Start of Block

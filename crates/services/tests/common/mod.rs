#![allow(dead_code)]

use std::collections::VecDeque;
use std::sync::atomic::{AtomicUsize, Ordering};
use std::sync::{Arc, Mutex};
use std::time::Duration;

use async_trait::async_trait;
use chrono::{DateTime, Utc};

use exam_core::model::{
    AttemptResult, AttemptSubmission, ExamDefinition, Question, QuestionKind, SessionRecord,
    ShareId,
};
use exam_core::security::{SecurityConfig, SecurityPolicy, ShareLink};
use exam_core::time::fixed_now;
use services::{
    CatalogError, Clock, ExamCatalog, ScoringError, ScoringService, SessionLoader,
    SubmissionPolicy, SubmissionProtocol,
};
use storage::repository::{InMemorySessionStore, SessionStore, StorageError};

pub const EXAM_ID: &str = "exam1";
pub const EMAIL: &str = "student@example.com";

pub fn t0() -> DateTime<Utc> {
    fixed_now()
}

pub fn minutes(n: i64) -> chrono::Duration {
    chrono::Duration::minutes(n)
}

pub fn share_id() -> ShareId {
    ShareId::new(EXAM_ID).unwrap()
}

/// Two three-option questions, 30 minutes.
pub fn exam() -> ExamDefinition {
    let question = |prompt: &str, correct| Question {
        prompt: prompt.to_owned(),
        context: None,
        options: Some(vec!["a".into(), "b".into(), "c".into()]),
        correct_index: correct,
        kind: QuestionKind::MultipleChoice,
    };
    ExamDefinition::new("Rust basics", "", 30, vec![question("Q1", 1), question("Q2", 2)])
        .unwrap()
}

pub fn proctored() -> ShareLink {
    ShareLink::new(
        share_id(),
        SecurityPolicy::Provided(SecurityConfig {
            allow_consultation: false,
            show_score_at_end: true,
            show_correct_answers_at_end: true,
        }),
    )
}

pub fn unconfigured() -> ShareLink {
    ShareLink::new(share_id(), SecurityPolicy::NotProvided)
}

pub fn score() -> AttemptResult {
    AttemptResult {
        score: 1,
        total_questions: 2,
        percentage: 50.0,
    }
}

pub fn fast_policy() -> SubmissionPolicy {
    SubmissionPolicy {
        attempt_timeout: Duration::from_secs(5),
        max_attempts: 2,
        retry_delay: Duration::from_millis(10),
    }
}

//
// ─── FAKES ─────────────────────────────────────────────────────────────────────
//

#[derive(Default)]
pub struct StaticCatalog {
    exams: Mutex<Vec<(ShareId, ExamDefinition)>>,
}

impl StaticCatalog {
    pub fn with_exam(id: ShareId, exam: ExamDefinition) -> Arc<Self> {
        Arc::new(Self {
            exams: Mutex::new(vec![(id, exam)]),
        })
    }
}

#[async_trait]
impl ExamCatalog for StaticCatalog {
    async fn fetch_exam(&self, share_id: &ShareId) -> Result<ExamDefinition, CatalogError> {
        self.exams
            .lock()
            .unwrap()
            .iter()
            .find(|(id, _)| id == share_id)
            .map(|(_, exam)| exam.clone())
            .ok_or(CatalogError::NotFound)
    }
}

/// Replies from a script, then succeeds with `score()`.
#[derive(Default)]
pub struct ScriptedScoring {
    replies: Mutex<VecDeque<Result<AttemptResult, ScoringError>>>,
    calls: Mutex<Vec<(ShareId, AttemptSubmission)>>,
}

impl ScriptedScoring {
    pub fn new(replies: Vec<Result<AttemptResult, ScoringError>>) -> Arc<Self> {
        Arc::new(Self {
            replies: Mutex::new(replies.into()),
            calls: Mutex::new(Vec::new()),
        })
    }

    pub fn calls(&self) -> Vec<(ShareId, AttemptSubmission)> {
        self.calls.lock().unwrap().clone()
    }
}

#[async_trait]
impl ScoringService for ScriptedScoring {
    async fn submit_attempt(
        &self,
        share_id: &ShareId,
        attempt: &AttemptSubmission,
    ) -> Result<AttemptResult, ScoringError> {
        self.calls
            .lock()
            .unwrap()
            .push((share_id.clone(), attempt.clone()));
        self.replies.lock().unwrap().pop_front().unwrap_or(Ok(score()))
    }
}

/// Counts writes and can be switched off to simulate an unavailable store.
pub struct CountingStore {
    inner: InMemorySessionStore,
    saves: AtomicUsize,
    broken: Mutex<bool>,
}

impl CountingStore {
    pub fn new() -> Arc<Self> {
        Arc::new(Self {
            inner: InMemorySessionStore::new().with_clock(Clock::fixed(t0())),
            saves: AtomicUsize::new(0),
            broken: Mutex::new(false),
        })
    }

    pub fn saves(&self) -> usize {
        self.saves.load(Ordering::SeqCst)
    }

    pub fn set_broken(&self, broken: bool) {
        *self.broken.lock().unwrap() = broken;
    }

    pub fn raw(&self) -> Option<String> {
        self.inner.raw().unwrap()
    }

    fn check(&self) -> Result<(), StorageError> {
        if *self.broken.lock().unwrap() {
            Err(StorageError::Unavailable("switched off".into()))
        } else {
            Ok(())
        }
    }
}

#[async_trait]
impl SessionStore for CountingStore {
    async fn save(&self, record: &SessionRecord) -> Result<(), StorageError> {
        self.check()?;
        self.saves.fetch_add(1, Ordering::SeqCst);
        self.inner.save(record).await
    }

    async fn load(&self) -> Result<Option<SessionRecord>, StorageError> {
        self.check()?;
        self.inner.load().await
    }

    async fn clear(&self) -> Result<(), StorageError> {
        self.check()?;
        self.inner.clear().await
    }
}

pub fn loader(
    now: DateTime<Utc>,
    scoring: Arc<ScriptedScoring>,
    store: Arc<CountingStore>,
) -> SessionLoader {
    let protocol = SubmissionProtocol::new(scoring).with_policy(fast_policy());
    SessionLoader::new(
        Clock::fixed(now),
        StaticCatalog::with_exam(share_id(), exam()),
        store,
        Arc::new(protocol),
    )
}
use serde::{Deserialize, Serialize};

/// Body of a submit call: the ordered answers and the respondent email.
#[derive(Debug, Clone, PartialEq, Eq, Serialize, Deserialize)]
pub struct AttemptSubmission {
    pub answers: Vec<i32>,
    pub email: String,
}

/// Score returned by the scoring service.
///
/// Only ever produced by deserialising a successful submit response; the
/// client never scores locally.
#[derive(Debug, Clone, PartialEq, Serialize, Deserialize)]
#[serde(rename_all = "camelCase")]
pub struct AttemptResult {
    pub score: u32,
    pub total_questions: u32,
    pub percentage: f64,
}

End of Block

Set down every line of the listing above again, exactly as given.

filename crates/services/tests/common/mod.rs
#![allow(dead_code)]

use std::collections::VecDeque;
use std::sync::atomic::{AtomicUsize, Ordering};
use std::sync::{Arc, Mutex};
use std::time::Duration;

use async_trait::async_trait;
use chrono::{DateTime, Utc};

use exam_core::model::{
    AttemptResult, AttemptSubmission, ExamDefinition, Question, QuestionKind, SessionRecord,
    ShareId,
};
use exam_core::security::{SecurityConfig, SecurityPolicy, ShareLink};
use exam_core::time::fixed_now;
use services::{
    CatalogError, Clock, ExamCatalog, ScoringError, ScoringService, SessionLoader,
    SubmissionPolicy, SubmissionProtocol,
};
use storage::repository::{InMemorySessionStore, SessionStore, StorageError};

pub const EXAM_ID: &str = "exam1";
pub const EMAIL: &str = "student@example.com";

pub fn t0() -> DateTime<Utc> {
    fixed_now()
}

pub fn minutes(n: i64) -> chrono::Duration {
    chrono::Duration::minutes(n)
}

pub fn share_id() -> ShareId {
    ShareId::new(EXAM_ID).unwrap()
}

/// Two three-option questions, 30 minutes.
pub fn exam() -> ExamDefinition {
    let question = |prompt: &str, correct| Question {
        prompt: prompt.to_owned(),
        context: None,
        options: Some(vec!["a".into(), "b".into(), "c".into()]),
        correct_index: correct,
        kind: QuestionKind::MultipleChoice,
    };
    ExamDefinition::new("Rust basics", "", 30, vec![question("Q1", 1), question("Q2", 2)])
        .unwrap()
}

pub fn proctored() -> ShareLink {
    ShareLink::new(
        share_id(),
        SecurityPolicy::Provided(SecurityConfig {
            allow_consultation: false,
            show_score_at_end: true,
            show_correct_answers_at_end: true,
        }),
    )
}

pub fn unconfigured() -> ShareLink {
    ShareLink::new(share_id(), SecurityPolicy::NotProvided)
}

pub fn score() -> AttemptResult {
    AttemptResult {
        score: 1,
        total_questions: 2,
        percentage: 50.0,
    }
}

pub fn fast_policy() -> SubmissionPolicy {
    SubmissionPolicy {
        attempt_timeout: Duration::from_secs(5),
        max_attempts: 2,
        retry_delay: Duration::from_millis(10),
    }
}

//
// ─── FAKES ─────────────────────────────────────────────────────────────────────
//

#[derive(Default)]
pub struct StaticCatalog {
    exams: Mutex<Vec<(ShareId, ExamDefinition)>>,
}

impl StaticCatalog {
    pub fn with_exam(id: ShareId, exam: ExamDefinition) -> Arc<Self> {
        Arc::new(Self {
            exams: Mutex::new(vec![(id, exam)]),
        })
    }
}

#[async_trait]
impl ExamCatalog for StaticCatalog {
    async fn fetch_exam(&self, share_id: &ShareId) -> Result<ExamDefinition, CatalogError> {
        self.exams
            .lock()
            .unwrap()
            .iter()
            .find(|(id, _)| id == share_id)
            .map(|(_, exam)| exam.clone())
            .ok_or(CatalogError::NotFound)
    }
}

/// Replies from a script, then succeeds with `score()`.
#[derive(Default)]
pub struct ScriptedScoring {
    replies: Mutex<VecDeque<Result<AttemptResult, ScoringError>>>,
    calls: Mutex<Vec<(ShareId, AttemptSubmission)>>,
}

impl ScriptedScoring {
    pub fn new(replies: Vec<Result<AttemptResult, ScoringError>>) -> Arc<Self> {
        Arc::new(Self {
            replies: Mutex::new(replies.into()),
            calls: Mutex::new(Vec::new()),
        })
    }

    pub fn calls(&self) -> Vec<(ShareId, AttemptSubmission)> {
        self.calls.lock().unwrap().clone()
    }
}

#[async_trait]
impl ScoringService for ScriptedScoring {
    async fn submit_attempt(
        &self,
        share_id: &ShareId,
        attempt: &AttemptSubmission,
    ) -> Result<AttemptResult, ScoringError> {
        self.calls
            .lock()
            .unwrap()
            .push((share_id.clone(), attempt.clone()));
        self.replies.lock().unwrap().pop_front().unwrap_or(Ok(score()))
    }
}

/// Counts writes and can be switched off to simulate an unavailable store.
pub struct CountingStore {
    inner: InMemorySessionStore,
    saves: AtomicUsize,
    broken: Mutex<bool>,
}

impl CountingStore {
    pub fn new() -> Arc<Self> {
        Arc::new(Self {
            inner: InMemorySessionStore::new().with_clock(Clock::fixed(t0())),
            saves: AtomicUsize::new(0),
            broken: Mutex::new(false),
        })
    }

    pub fn saves(&self) -> usize {
        self.saves.load(Ordering::SeqCst)
    }

    pub fn set_broken(&self, broken: bool) {
        *self.broken.lock().unwrap() = broken;
    }

    pub fn raw(&self) -> Option<String> {
        self.inner.raw().unwrap()
    }

    fn check(&self) -> Result<(), StorageError> {
        if *self.broken.lock().unwrap() {
            Err(StorageError::Unavailable("switched off".into()))
        } else {
            Ok(())
        }
    }
}

#[async_trait]
impl SessionStore for CountingStore {
    async fn save(&self, record: &SessionRecord) -> Result<(), StorageError> {
        self.check()?;
        self.saves.fetch_add(1, Ordering::SeqCst);
        self.inner.save(record).await
    }

    async fn load(&self) -> Result<Option<SessionRecord>, StorageError> {
        self.check()?;
        self.inner.load().await
    }

    async fn clear(&self) -> Result<(), StorageError> {
        self.check()?;
        self.inner.clear().await
    }
}

pub fn loader(
    now: DateTime<Utc>,
    scoring: Arc<ScriptedScoring>,
    store: Arc<CountingStore>,
) -> SessionLoader {
    let protocol = SubmissionProtocol::new(scoring).with_policy(fast_policy());
    SessionLoader::new(
        Clock::fixed(now),
        StaticCatalog::with_exam(share_id(), exam()),
        store,
        Arc::new(protocol),
    )
}
use serde::{Deserialize, Serialize};

/// Body of a submit call: the ordered answers and the respondent email.
#[derive(Debug, Clone, PartialEq, Eq, Serialize, Deserialize)]
pub struct AttemptSubmission {
    pub answers: Vec<i32>,
    pub email: String,
}

/// Score returned by the scoring service.
///
/// Only ever produced by deserialising a successful submit response; the
/// client never scores locally.
#[derive(Debug, Clone, PartialEq, Serialize, Deserialize)]
#[serde(rename_all = "camelCase")]
pub struct AttemptResult {
    pub score: u32,
    pub total_questions: u32,
    pub percentage: f64,
}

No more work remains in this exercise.